BEGIN
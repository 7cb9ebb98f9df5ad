use anchor_lang::prelude::*;

//
// ──────────────────────────────────────────────────────────────────────────────
// Events: emitted for off-chain indexers that project the ledger into a read
// model. Replays are expected; consumers key on (signature, event index).
// ──────────────────────────────────────────────────────────────────────────────
//

/// Emitted once when a config and its stake vault are created.
#[event]
pub struct EngineInitialized {
    pub config: Pubkey,
    pub admin: Pubkey,
    pub stake_mint: Pubkey,
    pub reward_mint: Pubkey,
    pub stake_vault: Pubkey,
    pub reward_vault: Pubkey,
    pub min_stake_amount: u64,
}

/// Emitted on every package create or overwrite. Carries the full new terms.
#[event]
pub struct PackageUpdated {
    pub id: u8,
    pub lock_period: i64,
    pub apy: u16,
    pub enabled: bool,
}

/// Emitted when a position is opened.
///
/// `reward_total` is the snapshot, so consumers can rebuild the reward
/// schedule without re-deriving it from package terms.
#[event]
pub struct Staked {
    pub owner: Pubkey,
    pub package_id: u8,
    pub stake_index: u32,
    pub amount: u64,
    pub reward_total: u64,
    pub unlock_timestamp: i64,
}

#[event]
pub struct Claimed {
    pub owner: Pubkey,
    pub package_id: u8,
    pub stake_index: u32,
    pub amount: u64,
}

/// Normal exit after unlock: principal plus all unclaimed reward.
#[event]
pub struct Withdrawn {
    pub owner: Pubkey,
    pub package_id: u8,
    pub stake_index: u32,
    pub principal: u64,
    pub reward: u64,
}

/// Forced exit while paused: principal only, unclaimed reward forfeited.
#[event]
pub struct EmergencyWithdrawn {
    pub owner: Pubkey,
    pub package_id: u8,
    pub stake_index: u32,
    pub principal: u64,
    pub forfeited_reward: u64,
    pub operator: Pubkey,
}

#[event]
pub struct ExcessRewardWithdrawn {
    pub admin: Pubkey,
    pub amount: u64,
}

#[event]
pub struct RewardsFunded {
    pub funder: Pubkey,
    pub amount: u64,
}

#[event]
pub struct Paused {
    pub admin: Pubkey,
}

#[event]
pub struct Unpaused {
    pub admin: Pubkey,
}

/// Emitted after any stake-limit setter; carries all current limits.
#[event]
pub struct LimitsUpdated {
    pub min_stake_amount: u64,
    pub max_stake_per_user: u64,
    pub max_total_staked_per_package: u64,
    pub min_apy: u16,
    pub max_apy: u16,
    pub min_lock_period: i64,
    pub max_lock_period: i64,
}

#[event]
pub struct RoleGranted {
    pub member: Pubkey,
    pub role: u8,
}

#[event]
pub struct RoleRevoked {
    pub member: Pubkey,
    pub role: u8,
}

#[event]
pub struct AuthorityTransferred {
    pub previous_admin: Pubkey,
    pub new_admin: Pubkey,
}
END
Output all entries exactly as given above.

- REPLY
repository 7cb9ebb98f9df5ad
use anchor_lang::prelude::*;

//
// ──────────────────────────────────────────────────────────────────────────────
// Events: emitted for off-chain indexers that project the ledger into a read
// model. Replays are expected; consumers key on (signature, event index).
// ──────────────────────────────────────────────────────────────────────────────
//

/// Emitted once when a config and its stake vault are created.
#[event]
pub struct EngineInitialized {
    pub config: Pubkey,
    pub admin: Pubkey,
    pub stake_mint: Pubkey,
    pub reward_mint: Pubkey,
    pub stake_vault: Pubkey,
    pub reward_vault: Pubkey,
    pub min_stake_amount: u64,
}

/// Emitted on every package create or overwrite. Carries the full new terms.
#[event]
pub struct PackageUpdated {
    pub id: u8,
    pub lock_period: i64,
    pub apy: u16,
    pub enabled: bool,
}

/// Emitted when a position is opened.
///
/// `reward_total` is the snapshot, so consumers can rebuild the reward
/// schedule without re-deriving it from package terms.
#[event]
pub struct Staked {
    pub owner: Pubkey,
    pub package_id: u8,
    pub stake_index: u32,
    pub amount: u64,
    pub reward_total: u64,
    pub unlock_timestamp: i64,
}

#[event]
pub struct Claimed {
    pub owner: Pubkey,
    pub package_id: u8,
    pub stake_index: u32,
    pub amount: u64,
}

/// Normal exit after unlock: principal plus all unclaimed reward.
#[event]
pub struct Withdrawn {
    pub owner: Pubkey,
    pub package_id: u8,
    pub stake_index: u32,
    pub principal: u64,
    pub reward: u64,
}

/// Forced exit while paused: principal only, unclaimed reward forfeited.
#[event]
pub struct EmergencyWithdrawn {
    pub owner: Pubkey,
    pub package_id: u8,
    pub stake_index: u32,
    pub principal: u64,
    pub forfeited_reward: u64,
    pub operator: Pubkey,
}

#[event]
pub struct ExcessRewardWithdrawn {
    pub admin: Pubkey,
    pub amount: u64,
}

#[event]
pub struct RewardsFunded {
    pub funder: Pubkey,
    pub amount: u64,
}

#[event]
pub struct Paused {
    pub admin: Pubkey,
}

#[event]
pub struct Unpaused {
    pub admin: Pubkey,
}

/// Emitted after any stake-limit setter; carries all current limits.
#[event]
pub struct LimitsUpdated {
    pub min_stake_amount: u64,
    pub max_stake_per_user: u64,
    pub max_total_staked_per_package: u64,
    pub min_apy: u16,
    pub max_apy: u16,
    pub min_lock_period: i64,
    pub max_lock_period: i64,
}

#[event]
pub struct RoleGranted {
    pub member: Pubkey,
    pub role: u8,
}

#[event]
pub struct RoleRevoked {
    pub member: Pubkey,
    pub role: u8,
}

#[event]
pub struct AuthorityTransferred {
    pub previous_admin: Pubkey,
    pub new_admin: Pubkey,
}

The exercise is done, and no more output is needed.